As vantagens de Dilma na espontânea
Em artigo publicado em 23/12/2009 na Folha, os diretores do Datafolha diziam que "Votos" de Lula podem igualar Dilma a Serra. A análise partia do pressuposto que havia “uma análise mais detalhada da última pesquisa Datafolha mostra que há 15% de brasileiros que manifestam o desejo de votar no candidato apoiado pelo presidente, mas não sabem ainda que Dilma é sua escolhida, deixando de optar por ela”. Esta é praticamente a diferença registrada entre os dois na pesquisa estimulada (37 para Serra e 23 para Dilma). Se for levada em conta apenas a pesquisa espontânea (quando não é apresentado ao entrevistado a lista de candidatos) o cenário fica ainda mais favorável à Dilma.

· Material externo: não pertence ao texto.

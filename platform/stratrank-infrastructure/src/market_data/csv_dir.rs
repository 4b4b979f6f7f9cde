use chrono::NaiveDate;
use serde::Deserialize;
use std::collections::BTreeMap;
use std::fs::File;
use std::path::{Path, PathBuf};
use std::time::Instant;
use stratrank_domain::repositories::market_data::MarketDataSource;
use stratrank_domain::value_objects::instrument::InstrumentId;
use stratrank_domain::value_objects::price_point::PricePoint;

#[derive(Debug, Deserialize)]
struct DailyRecord {
    date: String,
    open: f64,
    high: f64,
    low: f64,
    close: f64,
    volume: f64,
}

/// Daily bars read from `<dir>/<instrument>.csv` (header `date,open,high,low,close,volume`).
///
/// A missing file means "no data" rather than an error. Rows are sorted by date and
/// later duplicates of a date replace earlier ones.
#[derive(Debug, Clone)]
pub struct CsvMarketDataSource {
    dir: PathBuf,
}

impl CsvMarketDataSource {
    pub fn new(dir: impl Into<PathBuf>) -> Self {
        Self { dir: dir.into() }
    }

    fn path_for(&self, instrument: &InstrumentId) -> PathBuf {
        self.dir.join(format!("{}.csv", instrument.as_str()))
    }
}

fn record_read_metrics<T>(start: Instant, result: &Result<T, String>) {
    let result_label = if result.is_ok() { "ok" } else { "err" };
    metrics::counter!(
        "stratrank.infra.market_data.read.calls_total",
        "kind" => "csv",
        "result" => result_label
    )
    .increment(1);
    metrics::histogram!(
        "stratrank.infra.market_data.read_ms",
        "kind" => "csv",
        "result" => result_label
    )
    .record(start.elapsed().as_millis() as f64);
}

impl MarketDataSource for CsvMarketDataSource {
    fn get_price_history(
        &self,
        instrument: &InstrumentId,
        start: NaiveDate,
        end: NaiveDate,
    ) -> Result<Vec<PricePoint>, String> {
        let started = Instant::now();
        let path = self.path_for(instrument);
        if !path.exists() {
            tracing::warn!(
                instrument = %instrument,
                path = %path.display(),
                "price file not found"
            );
            let result = Ok(Vec::new());
            record_read_metrics(started, &result);
            return result;
        }
        let result = load_daily_csv(&path, instrument, start, end);
        record_read_metrics(started, &result);
        result
    }
}

fn load_daily_csv(
    path: &Path,
    instrument: &InstrumentId,
    start: NaiveDate,
    end: NaiveDate,
) -> Result<Vec<PricePoint>, String> {
    let file = File::open(path)
        .map_err(|err| format!("failed to open price CSV {}: {}", path.display(), err))?;
    let mut reader = csv::Reader::from_reader(file);

    let mut by_date: BTreeMap<NaiveDate, PricePoint> = BTreeMap::new();
    let mut duplicates = 0usize;
    for result in reader.deserialize::<DailyRecord>() {
        let record = result
            .map_err(|err| format!("failed to parse CSV row in {}: {}", path.display(), err))?;
        let date = NaiveDate::parse_from_str(record.date.trim(), "%Y-%m-%d").map_err(|err| {
            format!(
                "invalid date '{}' in {}: {}",
                record.date,
                path.display(),
                err
            )
        })?;
        if date < start || date > end {
            continue;
        }
        let point = PricePoint {
            instrument: instrument.clone(),
            date,
            open: record.open,
            high: record.high,
            low: record.low,
            close: record.close,
            volume: record.volume,
        };
        if by_date.insert(date, point).is_some() {
            duplicates += 1;
        }
    }
    if duplicates > 0 {
        tracing::warn!(instrument = %instrument, duplicates, "duplicate dates in price file");
    }

    Ok(by_date.into_values().collect())
}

A primeira constatação da pesquisa espontânea Datafolha é que muitos brasileiros ainda não sabem dizer espontaneamente em quem pretendem votar (47%). Dos que declaram voto, uma parcela muito significativa diz que gostaria de votar em Lula (20%). Dilma e Serra estão rigorosamente empatados com 8% cada. Este é, de fato, a intenção de voto cristalizada em cada um.
Quando se mostra a lista de candidatos (pesquisa estimulada) há uma tendência grande a políticos com recall (participação em eleições recentes) levarem uma certa vantagem, o que pode favorecer José Serra. Isso não chega a ser um ponto desfavorável ao tucano, ao contrário, significa que ele tem um bom número de intenções de votos que precisam ser “cristalizados”.

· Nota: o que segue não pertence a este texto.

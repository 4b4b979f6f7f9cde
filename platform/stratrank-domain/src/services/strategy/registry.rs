use super::{ParamSpec, SignalProvider, StrategyKind, StrategyParameters};
use crate::error::BacktestError;
use serde::Serialize;

/// Catalogue entry describing one registered strategy.
#[derive(Debug, Clone, PartialEq, Serialize)]
pub struct StrategyDescriptor {
    pub identifier: &'static str,
    pub name: &'static str,
    pub description: &'static str,
    pub parameters: Vec<ParamSpec>,
}

#[derive(Debug, Clone)]
pub struct StrategyRegistry {
    kinds: Vec<StrategyKind>,
}

impl StrategyRegistry {
    pub fn builtin() -> Self {
        Self::with_kinds(StrategyKind::ALL.to_vec())
    }

    pub fn with_kinds(kinds: Vec<StrategyKind>) -> Self {
        Self { kinds }
    }

    pub fn get(&self, identifier: &str) -> Option<StrategyKind> {
        self.kinds
            .iter()
            .copied()
            .find(|kind| kind.identifier() == identifier)
    }

    pub fn contains(&self, identifier: &str) -> bool {
        self.get(identifier).is_some()
    }

    pub fn identifiers(&self) -> Vec<&'static str> {
        self.kinds.iter().map(|kind| kind.identifier()).collect()
    }

    pub fn build(
        &self,
        identifier: &str,
        parameters: &StrategyParameters,
    ) -> Result<Box<dyn SignalProvider>, BacktestError> {
        let kind = self
            .get(identifier)
            .ok_or_else(|| BacktestError::UnknownStrategy(identifier.to_string()))?;
        kind.build(parameters)
    }

    pub fn catalogue(&self) -> Vec<StrategyDescriptor> {
        self.kinds
            .iter()
            .map(|kind| StrategyDescriptor {
                identifier: kind.identifier(),
                name: kind.display_name(),
                description: kind.description(),
                parameters: kind.parameter_specs(),
            })
            .collect()
    }
}

impl Default for StrategyRegistry {
    fn default() -> Self {
        Self::builtin()
    }
}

Voltando à pesquisa espontânea, o cenário mostra-se favorável para Dilma porque além do empate com Serra, há 3% de citações para o “candidato de Lula” e 1% “para o candidato do PT”. Dilma, candidata de Lula e do PT, subiria então para 12% das intenções de votos, contra 8% de Serra.
Nesta pesquisa eleitoral, o Datafolha informou ainda aos que declararam voto em Lula que ele não poderá ser candidato e perguntou neste caso em quem votariam. Dilma herda 10%, o “candidato do PT” 8%, Serra igualmente 8%, e no candidato do PT 1%. Em outros candidatos, 10%, em Branco / Nulo 5% e 57% dizem não saber. Em relação a 20%, arredondando para cima nos dois casos. Serra herdaria 2 pontos percentuais e Dilma 4. Somando com os dados anteriores, Dilma iria a 16% e Serra a 10%.
Mas isso é só teoria porque como pode se observar a maioria dos eleitores ainda não decidiu em quem vai votar e não é possível saber como vão se comportar os 74% de eleitores que, por enquanto, ainda não se decidiram entre Dilma e Serra. Novas pesquisas vão poder comprovar essa tendência.